Even though in today’s world, education has become more widely available, there are still barriers that prevent many girls from getting a full education or from receiving the education they would want the most. Here are some of these barriers and the effects they can have.
First of all, there can be economic barriers. Families living in poverty may not send their daughters to school because they can not cover the costs or fees or pay for things like uniforms or textbooks. Sometimes, in the families there are children of both genders and, if the choice has to be made, boys are more likely to be chosen to continue attending school. There is also more likelihood that people with low economic resources live further away from schools and are more reluctant to send girls to school due to the long distances.

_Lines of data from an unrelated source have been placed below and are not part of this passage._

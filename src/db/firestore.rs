// SPDX-License-Identifier: MIT

//! Firestore client wrapper with typed operations.
//!
//! Provides high-level operations for:
//! - Uploads (dedup-gated file records)
//! - Completed activities (parsed uploads, 1:1 with their upload)
//! - Activity links (at most one per activity)
//! - Planned sessions (read-only candidate queries)
//!
//! Uniqueness invariants are enforced with deterministic document IDs:
//! uploads are keyed by `(owner, hash)` and written create-only, links
//! are keyed by activity ID so a write replaces the previous link.

use chrono::NaiveDate;

use crate::db::collections;
use crate::error::AppError;
use crate::models::{ActivityLink, CompletedActivity, PlannedSession, UploadStatus, UploadedFile};

/// Firestore database client.
#[derive(Clone)]
pub struct FirestoreDb {
    client: Option<firestore::FirestoreDb>,
}

impl FirestoreDb {
    /// Create a new Firestore client.
    ///
    /// For local development with emulator, set FIRESTORE_EMULATOR_HOST.
    pub async fn new(project_id: &str) -> Result<Self, AppError> {
        // If the emulator environment variable is set, use unauthenticated
        // connection to avoid local credential warnings and leakage.
        if std::env::var("FIRESTORE_EMULATOR_HOST").is_ok() {
            return Self::create_emulator_client(project_id).await;
        }

        let client = firestore::FirestoreDb::new(project_id)
            .await
            .map_err(|e| AppError::Database(format!("Failed to connect to Firestore: {}", e)))?;

        tracing::info!(project = project_id, "Connected to Firestore");

        Ok(Self {
            client: Some(client),
        })
    }

    /// Create a Firestore client for the emulator with unauthenticated access.
    async fn create_emulator_client(project_id: &str) -> Result<Self, AppError> {
        tracing::info!("Using unauthenticated connection for Firestore Emulator");

        let token_source = gcloud_sdk::ExternalJwtFunctionSource::new(|| async {
            Ok(gcloud_sdk::Token {
                token_type: "Bearer".to_string(),
                token: gcloud_sdk::SecretValue::new(
                    "eyJhbGciOiJub25lIn0.eyJ1aWQiOiJ0ZXN0In0."
                        .to_string()
                        .into(),
                ),
                expiry: chrono::Utc::now() + chrono::Duration::hours(1),
            })
        });

        let options = firestore::FirestoreDbOptions::new(project_id.to_string());

        let client = firestore::FirestoreDb::with_options_token_source(
            options,
            gcloud_sdk::GCP_DEFAULT_SCOPES.clone(),
            gcloud_sdk::TokenSourceType::ExternalSource(Box::new(token_source)),
        )
        .await
        .map_err(|e| {
            AppError::Database(format!("Failed to connect to Firestore Emulator: {}", e))
        })?;

        tracing::info!(
            project = project_id,
            "Connected to Firestore (Emulator/Unauthenticated)"
        );

        Ok(Self {
            client: Some(client),
        })
    }

    /// Create a mock Firestore client for testing (offline mode).
    ///
    /// All database operations will return an error if called.
    pub fn new_mock() -> Self {
        Self { client: None }
    }

    /// Helper to get the client or return an error if offline.
    fn get_client(&self) -> Result<&firestore::FirestoreDb, AppError> {
        self.client
            .as_ref()
            .ok_or_else(|| AppError::Database("Database not connected (offline mode)".to_string()))
    }

    // ─── Upload Operations ───────────────────────────────────────

    /// Look up an upload by its dedup hash for one user.
    ///
    /// The document ID encodes `(owner, hash)`, so this is a point read.
    pub async fn find_upload_by_hash(
        &self,
        user_id: &str,
        sha256: &str,
    ) -> Result<Option<UploadedFile>, AppError> {
        let doc_id = UploadedFile::document_id(user_id, sha256);
        self.get_client()?
            .fluent()
            .select()
            .by_id_in(collections::UPLOADS)
            .obj()
            .one(&doc_id)
            .await
            .map_err(|e| AppError::Database(e.to_string()))
    }

    /// Get an upload by ID, enforcing ownership.
    pub async fn get_upload(
        &self,
        user_id: &str,
        upload_id: &str,
    ) -> Result<Option<UploadedFile>, AppError> {
        let upload: Option<UploadedFile> = self
            .get_client()?
            .fluent()
            .select()
            .by_id_in(collections::UPLOADS)
            .obj()
            .one(upload_id)
            .await
            .map_err(|e| AppError::Database(e.to_string()))?;

        Ok(upload.filter(|u| u.user_id == user_id))
    }

    /// Create an upload record with create-only semantics.
    ///
    /// Returns `false` if a document with the same `(owner, hash)` ID
    /// already exists — the storage-level guarantee that two simultaneous
    /// identical uploads yield exactly one winner.
    pub async fn create_upload(&self, upload: &UploadedFile) -> Result<bool, AppError> {
        let result: Result<UploadedFile, _> = self
            .get_client()?
            .fluent()
            .insert()
            .into(collections::UPLOADS)
            .document_id(&upload.id)
            .object(upload)
            .execute()
            .await;

        match result {
            Ok(_) => Ok(true),
            Err(firestore::errors::FirestoreError::DataConflictError(_)) => Ok(false),
            Err(e) => Err(AppError::Database(e.to_string())),
        }
    }

    /// Advance an upload's lifecycle status, setting or clearing the
    /// error message. Fetch-modify-write to preserve the other fields.
    pub async fn update_upload_status(
        &self,
        user_id: &str,
        upload_id: &str,
        status: UploadStatus,
        error_message: Option<&str>,
    ) -> Result<(), AppError> {
        let mut upload = self
            .get_upload(user_id, upload_id)
            .await?
            .ok_or_else(|| AppError::NotFound(format!("Upload {} not found", upload_id)))?;

        upload.status = status;
        upload.error_message = error_message.map(str::to_string);

        let _: () = self
            .get_client()?
            .fluent()
            .update()
            .in_col(collections::UPLOADS)
            .document_id(upload_id)
            .object(&upload)
            .execute()
            .await
            .map_err(|e| AppError::Database(e.to_string()))?;
        Ok(())
    }

    /// Get recent uploads for a user, newest first.
    pub async fn list_uploads_for_user(
        &self,
        user_id: &str,
        limit: u32,
    ) -> Result<Vec<UploadedFile>, AppError> {
        let user_id = user_id.to_string();
        self.get_client()?
            .fluent()
            .select()
            .from(collections::UPLOADS)
            .filter(move |q| q.field("user_id").eq(user_id.clone()))
            .order_by([(
                "created_at",
                firestore::FirestoreQueryDirection::Descending,
            )])
            .limit(limit)
            .obj()
            .query()
            .await
            .map_err(|e| AppError::Database(e.to_string()))
    }

    // ─── Completed Activity Operations ───────────────────────────

    /// Store a completed activity (document ID equals the upload ID).
    pub async fn create_activity(&self, activity: &CompletedActivity) -> Result<(), AppError> {
        let _: CompletedActivity = self
            .get_client()?
            .fluent()
            .insert()
            .into(collections::ACTIVITIES)
            .document_id(&activity.id)
            .object(activity)
            .execute()
            .await
            .map_err(|e| AppError::Database(e.to_string()))?;
        Ok(())
    }

    /// Get the activity created from an upload, enforcing ownership.
    /// A failed parse has no activity, so this returns `None` for it.
    pub async fn get_activity_for_upload(
        &self,
        user_id: &str,
        upload_id: &str,
    ) -> Result<Option<CompletedActivity>, AppError> {
        let activity: Option<CompletedActivity> = self
            .get_client()?
            .fluent()
            .select()
            .by_id_in(collections::ACTIVITIES)
            .obj()
            .one(upload_id)
            .await
            .map_err(|e| AppError::Database(e.to_string()))?;

        Ok(activity.filter(|a| a.user_id == user_id))
    }

    // ─── Planned Session Operations (read-only) ──────────────────

    /// Get a planned session by ID, enforcing ownership.
    pub async fn get_planned_session(
        &self,
        user_id: &str,
        session_id: &str,
    ) -> Result<Option<PlannedSession>, AppError> {
        let session: Option<PlannedSession> = self
            .get_client()?
            .fluent()
            .select()
            .by_id_in(collections::SESSIONS)
            .obj()
            .one(session_id)
            .await
            .map_err(|e| AppError::Database(e.to_string()))?;

        Ok(session.filter(|s| s.user_id == user_id))
    }

    /// Candidate query: a user's planned sessions in a date range
    /// (inclusive). Only the matching engine consumes these.
    pub async fn get_planned_sessions_in_range(
        &self,
        user_id: &str,
        from: NaiveDate,
        to: NaiveDate,
    ) -> Result<Vec<PlannedSession>, AppError> {
        let user_id = user_id.to_string();
        let from = from.to_string();
        let to = to.to_string();

        self.get_client()?
            .fluent()
            .select()
            .from(collections::SESSIONS)
            .filter(move |q| {
                q.for_all([
                    q.field("user_id").eq(user_id.clone()),
                    q.field("date").greater_than_or_equal(from.clone()),
                    q.field("date").less_than_or_equal(to.clone()),
                ])
            })
            .obj()
            .query()
            .await
            .map_err(|e| AppError::Database(e.to_string()))
    }

    // ─── Activity Link Operations ────────────────────────────────

    /// Get the link for an activity, if any, enforcing ownership.
    pub async fn get_link_for_activity(
        &self,
        user_id: &str,
        activity_id: &str,
    ) -> Result<Option<ActivityLink>, AppError> {
        let link: Option<ActivityLink> = self
            .get_client()?
            .fluent()
            .select()
            .by_id_in(collections::LINKS)
            .obj()
            .one(activity_id)
            .await
            .map_err(|e| AppError::Database(e.to_string()))?;

        Ok(link.filter(|l| l.user_id == user_id))
    }

    /// Insert or replace the link for an activity.
    ///
    /// The document ID is the activity ID, so this is a native
    /// upsert-on-conflict: the previous link (auto or manual) is replaced
    /// atomically and at most one link per activity ever exists, even
    /// under concurrent attach calls.
    pub async fn replace_link(&self, link: &ActivityLink) -> Result<(), AppError> {
        let _: () = self
            .get_client()?
            .fluent()
            .update()
            .in_col(collections::LINKS)
            .document_id(&link.completed_activity_id)
            .object(link)
            .execute()
            .await
            .map_err(|e| AppError::Database(e.to_string()))?;
        Ok(())
    }

    // ─── Test Seeding ────────────────────────────────────────────

    /// Seed a planned session. The plan subsystem owns this collection in
    /// production; this exists for emulator-backed integration tests.
    pub async fn seed_planned_session(&self, session: &PlannedSession) -> Result<(), AppError> {
        let _: () = self
            .get_client()?
            .fluent()
            .update()
            .in_col(collections::SESSIONS)
            .document_id(&session.id)
            .object(session)
            .execute()
            .await
            .map_err(|e| AppError::Database(e.to_string()))?;
        Ok(())
    }
}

Another economic barrier may that the girls are contributing to the family financially, directly or indirectly. Girls may be pulled from school earlier to begin working or there may be cases of child labor. However, even when the girls are not actively working, they may be contributing to the family by taking care of younger siblings, doing chores or helping, for instance, with the family business. Girls may be expected to start working as soon as they can to help support the family rather than continuing with their education.
This barrier have several negative effects. Often, they can be considered abusive or neglectful, if the girls are sent to work before they are ready and even before the law allows it. It can have a negative effect on a girl’s development as she is forced to give up her childhood and her education in favor of making money or being the caretaker. This prevents her from receiving a full education and limits her opportunities in life. Emotionally and psychologically, this can also be difficult, as girls are given too much responsibility and are forced to put their own needs aside.
The second type of barriers are related to gender roles and stereotypes. These can be outdated ideas that are expressed directly, but also more subtle negative stereotypes that become barriers in education. First of all, let’s take a look at the direct ideas. These are usually present in the family or in the community and concern things like a woman’s role. People with these ideas may say that a woman needs to marry and become a mother, that girls are less smart than boys and that there are careers good only for men, like becoming a scientist or a mathematician. People with these ideas may directly oppose a girl’s desire to study or learn certain things or to pursue a higher education. They can put pressure on her to conform to these norms and to quickly find a husband, for instance.
There are also more subtle ideas. These can be expressed in jokes or judgments made about other people. For instance, there may be blonde jokes or jokes about women and math, as well as negative judgments about women who are more independent or trying to achieve something (i.e. “she’s like a man in a skirt, nobody wants that”, “if she had a boyfriend, she wouldn’t be wasting her time on silly things”, etc.). Even teachers who think that girls are worse than boys at math, for example, can have a big negative influence. Usually, a girl’s self-esteem may be low when she constantly hears negative things about her own gender and her opportunities, even when these are expressed in joking manner. Very often, negative ideas about women become self-fulfilling prophecies. For example, thinking that a girl is bad at math discourages her from trying to learn math, making her less knowledgeable and less motivated.
These ideas, both direct and indirect, become barriers in education. The family may not encourage or recognize the girl’s academic achievement or dissuade her from trying certain things, especially related to sciences. The family may limit a girl’s opportunities for higher education and insist that if she must, she needs to follow a traditionally female career or at least not a traditionally male one. These ideas also have a negative effect on emotional and psychological well-being. The girl may have low self-esteem, depression, anxiety and negative emotions like anger or frustration due to feeling unable to do what she wants. A girl may reject her gender as she finds it to be “worse” than the male gender or identify too much with traditional femininity and be afraid of trying things that lie outside of gender norms.
In conclusion, there are still real barriers that prevent girls from receiving a quality education, whether it is because they are pulled from school, forced to quit learning or dissuaded from learning what they want.